━━ Materials provided

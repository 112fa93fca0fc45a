// Copyright 2022 Webb Technologies Inc.
//
// Licensed under the Apache License, Version 2.0 (the "License");
// you may not use this file except in compliance with the License.
// You may obtain a copy of the License at
//
// http://www.apache.org/licenses/LICENSE-2.0
//
// Unless required by applicable law or agreed to in writing, software
// distributed under the License is distributed on an "AS IS" BASIS,
// WITHOUT WARRANTIES OR CONDITIONS OF ANY KIND, either express or implied.
// See the License for the specific language governing permissions and
// limitations under the License.

use std::sync::Arc;

use axum::body::Body;
use axum::http::{header, Request, StatusCode};
use axum::routing::{get, post};
use axum::Router;
use ethers::types::{TxHash, U256};
use serde_json::json;
use tower::ServiceExt;

use pothole_relayer_gateway::mocked::MockGateway;
use pothole_relayer_gateway::VerificationOutcome;
use pothole_relayer_handlers::routes::{
    handle_health, handle_relay_tx, handle_relayer_nonce,
    handle_relayer_status,
};
use pothole_relayer_tx_relay::RelayOrchestrator;

fn test_app(gateway: Arc<MockGateway>) -> Router {
    let orchestrator = Arc::new(RelayOrchestrator::new(gateway));
    Router::new()
        .route("/api/relay", post(handle_relay_tx))
        .route("/api/relay/nonce", get(handle_relayer_nonce))
        .route("/api/relay/status", get(handle_relayer_status))
        .route("/health", get(handle_health))
        .with_state(orchestrator)
}

async fn get_json(app: Router, uri: &str) -> (StatusCode, serde_json::Value) {
    let response = app
        .oneshot(Request::builder().uri(uri).body(Body::empty()).unwrap())
        .await
        .unwrap();
    let status = response.status();
    let body = hyper::body::to_bytes(response.into_body()).await.unwrap();
    (status, serde_json::from_slice(&body).unwrap())
}

async fn post_json(
    app: Router,
    uri: &str,
    body: String,
) -> (StatusCode, serde_json::Value) {
    let response = app
        .oneshot(
            Request::builder()
                .method("POST")
                .uri(uri)
                .header(header::CONTENT_TYPE, "application/json")
                .body(Body::from(body))
                .unwrap(),
        )
        .await
        .unwrap();
    let status = response.status();
    let body = hyper::body::to_bytes(response.into_body()).await.unwrap();
    (status, serde_json::from_slice(&body).unwrap())
}

fn relay_payload() -> serde_json::Value {
    json!({
        "request": {
            "from": "0x1111111111111111111111111111111111111111",
            "to": "0x2222222222222222222222222222222222222222",
            "value": "0",
            "gas": "100000",
            "deadline": "4102444800",
            "data": "0xdeadbeef",
            "signature": "0x00",
        }
    })
}

#[tokio::test]
async fn nonce_passes_through_the_gateway_value() {
    let gateway =
        Arc::new(MockGateway::builder().nonce(U256::from(42u64)).build());
    let app = test_app(gateway.clone());
    let (status, body) = get_json(
        app,
        "/api/relay/nonce?address=0x1111111111111111111111111111111111111111",
    )
    .await;
    assert_eq!(status, StatusCode::OK);
    assert_eq!(body, json!({ "nonce": "42" }));
    assert_eq!(gateway.nonce_calls(), 1);
}

#[tokio::test]
async fn missing_address_parameter_is_a_client_error() {
    let app = test_app(Arc::new(MockGateway::builder().build()));
    let (status, body) = get_json(app, "/api/relay/nonce").await;
    assert_eq!(status, StatusCode::BAD_REQUEST);
    assert_eq!(body, json!({ "error": "Missing address parameter" }));
}

#[tokio::test]
async fn unparseable_address_fails_like_any_other_nonce_read() {
    let app = test_app(Arc::new(MockGateway::builder().build()));
    let (status, body) =
        get_json(app, "/api/relay/nonce?address=not-an-address").await;
    assert_eq!(status, StatusCode::INTERNAL_SERVER_ERROR);
    assert_eq!(body, json!({ "error": "Failed to get nonce" }));
}

#[tokio::test]
async fn relay_happy_path_returns_the_tx_hash() {
    let gateway = Arc::new(MockGateway::builder().build());
    let app = test_app(gateway.clone());
    let (status, body) =
        post_json(app, "/api/relay", relay_payload().to_string()).await;
    assert_eq!(status, StatusCode::OK);
    assert_eq!(body["success"], json!(true));
    assert_eq!(
        body["txHash"],
        json!(format!("{:?}", TxHash::repeat_byte(0x42)))
    );
    assert_eq!(gateway.execute_calls(), 1);
}

#[tokio::test]
async fn relay_rejects_missing_request_object() {
    let app = test_app(Arc::new(MockGateway::builder().build()));
    let (status, body) =
        post_json(app, "/api/relay", json!({}).to_string()).await;
    assert_eq!(status, StatusCode::BAD_REQUEST);
    assert_eq!(
        body,
        json!({ "success": false, "error": "Invalid request format" })
    );
}

#[tokio::test]
async fn relay_rejects_undeserializable_bodies() {
    let app = test_app(Arc::new(MockGateway::builder().build()));
    let (status, body) =
        post_json(app, "/api/relay", "pothole".to_string()).await;
    assert_eq!(status, StatusCode::BAD_REQUEST);
    assert_eq!(
        body,
        json!({ "success": false, "error": "Invalid request format" })
    );
}

#[tokio::test]
async fn relay_rejects_incomplete_requests() {
    let gateway = Arc::new(MockGateway::builder().build());
    let app = test_app(gateway.clone());
    let mut payload = relay_payload();
    payload["request"].as_object_mut().unwrap().remove("gas");
    let (status, body) =
        post_json(app, "/api/relay", payload.to_string()).await;
    assert_eq!(status, StatusCode::BAD_REQUEST);
    assert_eq!(
        body,
        json!({ "success": false, "error": "Invalid request format" })
    );
    assert_eq!(gateway.verify_calls(), 0);
}

#[tokio::test]
async fn relay_surfaces_an_invalid_signature() {
    let gateway = Arc::new(
        MockGateway::builder()
            .verification(VerificationOutcome::Invalid)
            .build(),
    );
    let app = test_app(gateway);
    let (status, body) =
        post_json(app, "/api/relay", relay_payload().to_string()).await;
    assert_eq!(status, StatusCode::BAD_REQUEST);
    assert_eq!(
        body,
        json!({ "success": false, "error": "Invalid signature" })
    );
}

#[tokio::test]
async fn relay_surfaces_an_underfunded_relayer() {
    let gateway = Arc::new(
        MockGateway::builder()
            .balance(U256::exp10(15) * 5)
            .build(),
    );
    let app = test_app(gateway);
    let (status, body) =
        post_json(app, "/api/relay", relay_payload().to_string()).await;
    assert_eq!(status, StatusCode::BAD_REQUEST);
    assert_eq!(
        body,
        json!({ "success": false, "error": "Insufficient relayer balance" })
    );
}

#[tokio::test]
async fn status_reports_the_relayer_identity() {
    let app = test_app(Arc::new(MockGateway::builder().build()));
    let (status, body) = get_json(app, "/api/relay/status").await;
    assert_eq!(status, StatusCode::OK);
    assert_eq!(body["status"], json!("active"));
    assert_eq!(body["chainId"], json!(31337));
    let balance = body["balance"].as_str().unwrap();
    assert!(balance.ends_with(" ETH"), "got balance {balance}");
    assert!(balance.starts_with("1.0"), "got balance {balance}");
    assert!(body["relayerAddress"]
        .as_str()
        .unwrap()
        .starts_with("0x"));
    assert!(body["forwarderAddress"]
        .as_str()
        .unwrap()
        .starts_with("0x"));
}

#[tokio::test]
async fn health_is_always_ok() {
    let app = test_app(Arc::new(MockGateway::builder().build()));
    let (status, body) = get_json(app, "/health").await;
    assert_eq!(status, StatusCode::OK);
    assert_eq!(body["status"], json!("ok"));
    assert_eq!(body["service"], json!("pothole-relayer"));
    assert!(body["timestamp"].is_string());
}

━━━━

- Exercise requirements -
Return every entry verbatim.

- The answer -
repository 112fa93fca0fc45a
// Copyright 2022 Webb Technologies Inc.
//
// Licensed under the Apache License, Version 2.0 (the "License");
// you may not use this file except in compliance with the License.
// You may obtain a copy of the License at
//
// http://www.apache.org/licenses/LICENSE-2.0
//
// Unless required by applicable law or agreed to in writing, software
// distributed under the License is distributed on an "AS IS" BASIS,
// WITHOUT WARRANTIES OR CONDITIONS OF ANY KIND, either express or implied.
// See the License for the specific language governing permissions and
// limitations under the License.

use std::sync::Arc;

use axum::body::Body;
use axum::http::{header, Request, StatusCode};
use axum::routing::{get, post};
use axum::Router;
use ethers::types::{TxHash, U256};
use serde_json::json;
use tower::ServiceExt;

use pothole_relayer_gateway::mocked::MockGateway;
use pothole_relayer_gateway::VerificationOutcome;
use pothole_relayer_handlers::routes::{
    handle_health, handle_relay_tx, handle_relayer_nonce,
    handle_relayer_status,
};
use pothole_relayer_tx_relay::RelayOrchestrator;

fn test_app(gateway: Arc<MockGateway>) -> Router {
    let orchestrator = Arc::new(RelayOrchestrator::new(gateway));
    Router::new()
        .route("/api/relay", post(handle_relay_tx))
        .route("/api/relay/nonce", get(handle_relayer_nonce))
        .route("/api/relay/status", get(handle_relayer_status))
        .route("/health", get(handle_health))
        .with_state(orchestrator)
}

async fn get_json(app: Router, uri: &str) -> (StatusCode, serde_json::Value) {
    let response = app
        .oneshot(Request::builder().uri(uri).body(Body::empty()).unwrap())
        .await
        .unwrap();
    let status = response.status();
    let body = hyper::body::to_bytes(response.into_body()).await.unwrap();
    (status, serde_json::from_slice(&body).unwrap())
}

async fn post_json(
    app: Router,
    uri: &str,
    body: String,
) -> (StatusCode, serde_json::Value) {
    let response = app
        .oneshot(
            Request::builder()
                .method("POST")
                .uri(uri)
                .header(header::CONTENT_TYPE, "application/json")
                .body(Body::from(body))
                .unwrap(),
        )
        .await
        .unwrap();
    let status = response.status();
    let body = hyper::body::to_bytes(response.into_body()).await.unwrap();
    (status, serde_json::from_slice(&body).unwrap())
}

fn relay_payload() -> serde_json::Value {
    json!({
        "request": {
            "from": "0x1111111111111111111111111111111111111111",
            "to": "0x2222222222222222222222222222222222222222",
            "value": "0",
            "gas": "100000",
            "deadline": "4102444800",
            "data": "0xdeadbeef",
            "signature": "0x00",
        }
    })
}

#[tokio::test]
async fn nonce_passes_through_the_gateway_value() {
    let gateway =
        Arc::new(MockGateway::builder().nonce(U256::from(42u64)).build());
    let app = test_app(gateway.clone());
    let (status, body) = get_json(
        app,
        "/api/relay/nonce?address=0x1111111111111111111111111111111111111111",
    )
    .await;
    assert_eq!(status, StatusCode::OK);
    assert_eq!(body, json!({ "nonce": "42" }));
    assert_eq!(gateway.nonce_calls(), 1);
}

#[tokio::test]
async fn missing_address_parameter_is_a_client_error() {
    let app = test_app(Arc::new(MockGateway::builder().build()));
    let (status, body) = get_json(app, "/api/relay/nonce").await;
    assert_eq!(status, StatusCode::BAD_REQUEST);
    assert_eq!(body, json!({ "error": "Missing address parameter" }));
}

#[tokio::test]
async fn unparseable_address_fails_like_any_other_nonce_read() {
    let app = test_app(Arc::new(MockGateway::builder().build()));
    let (status, body) =
        get_json(app, "/api/relay/nonce?address=not-an-address").await;
    assert_eq!(status, StatusCode::INTERNAL_SERVER_ERROR);
    assert_eq!(body, json!({ "error": "Failed to get nonce" }));
}

#[tokio::test]
async fn relay_happy_path_returns_the_tx_hash() {
    let gateway = Arc::new(MockGateway::builder().build());
    let app = test_app(gateway.clone());
    let (status, body) =
        post_json(app, "/api/relay", relay_payload().to_string()).await;
    assert_eq!(status, StatusCode::OK);
    assert_eq!(body["success"], json!(true));
    assert_eq!(
        body["txHash"],
        json!(format!("{:?}", TxHash::repeat_byte(0x42)))
    );
    assert_eq!(gateway.execute_calls(), 1);
}

#[tokio::test]
async fn relay_rejects_missing_request_object() {
    let app = test_app(Arc::new(MockGateway::builder().build()));
    let (status, body) =
        post_json(app, "/api/relay", json!({}).to_string()).await;
    assert_eq!(status, StatusCode::BAD_REQUEST);
    assert_eq!(
        body,
        json!({ "success": false, "error": "Invalid request format" })
    );
}

#[tokio::test]
async fn relay_rejects_undeserializable_bodies() {
    let app = test_app(Arc::new(MockGateway::builder().build()));
    let (status, body) =
        post_json(app, "/api/relay", "pothole".to_string()).await;
    assert_eq!(status, StatusCode::BAD_REQUEST);
    assert_eq!(
        body,
        json!({ "success": false, "error": "Invalid request format" })
    );
}

#[tokio::test]
async fn relay_rejects_incomplete_requests() {
    let gateway = Arc::new(MockGateway::builder().build());
    let app = test_app(gateway.clone());
    let mut payload = relay_payload();
    payload["request"].as_object_mut().unwrap().remove("gas");
    let (status, body) =
        post_json(app, "/api/relay", payload.to_string()).await;
    assert_eq!(status, StatusCode::BAD_REQUEST);
    assert_eq!(
        body,
        json!({ "success": false, "error": "Invalid request format" })
    );
    assert_eq!(gateway.verify_calls(), 0);
}

#[tokio::test]
async fn relay_surfaces_an_invalid_signature() {
    let gateway = Arc::new(
        MockGateway::builder()
            .verification(VerificationOutcome::Invalid)
            .build(),
    );
    let app = test_app(gateway);
    let (status, body) =
        post_json(app, "/api/relay", relay_payload().to_string()).await;
    assert_eq!(status, StatusCode::BAD_REQUEST);
    assert_eq!(
        body,
        json!({ "success": false, "error": "Invalid signature" })
    );
}

#[tokio::test]
async fn relay_surfaces_an_underfunded_relayer() {
    let gateway = Arc::new(
        MockGateway::builder()
            .balance(U256::exp10(15) * 5)
            .build(),
    );
    let app = test_app(gateway);
    let (status, body) =
        post_json(app, "/api/relay", relay_payload().to_string()).await;
    assert_eq!(status, StatusCode::BAD_REQUEST);
    assert_eq!(
        body,
        json!({ "success": false, "error": "Insufficient relayer balance" })
    );
}

#[tokio::test]
async fn status_reports_the_relayer_identity() {
    let app = test_app(Arc::new(MockGateway::builder().build()));
    let (status, body) = get_json(app, "/api/relay/status").await;
    assert_eq!(status, StatusCode::OK);
    assert_eq!(body["status"], json!("active"));
    assert_eq!(body["chainId"], json!(31337));
    let balance = body["balance"].as_str().unwrap();
    assert!(balance.ends_with(" ETH"), "got balance {balance}");
    assert!(balance.starts_with("1.0"), "got balance {balance}");
    assert!(body["relayerAddress"]
        .as_str()
        .unwrap()
        .starts_with("0x"));
    assert!(body["forwarderAddress"]
        .as_str()
        .unwrap()
        .starts_with("0x"));
}

#[tokio::test]
async fn health_is_always_ok() {
    let app = test_app(Arc::new(MockGateway::builder().build()));
    let (status, body) = get_json(app, "/health").await;
    assert_eq!(status, StatusCode::OK);
    assert_eq!(body["status"], json!("ok"));
    assert_eq!(body["service"], json!("pothole-relayer"));
    assert!(body["timestamp"].is_string());
}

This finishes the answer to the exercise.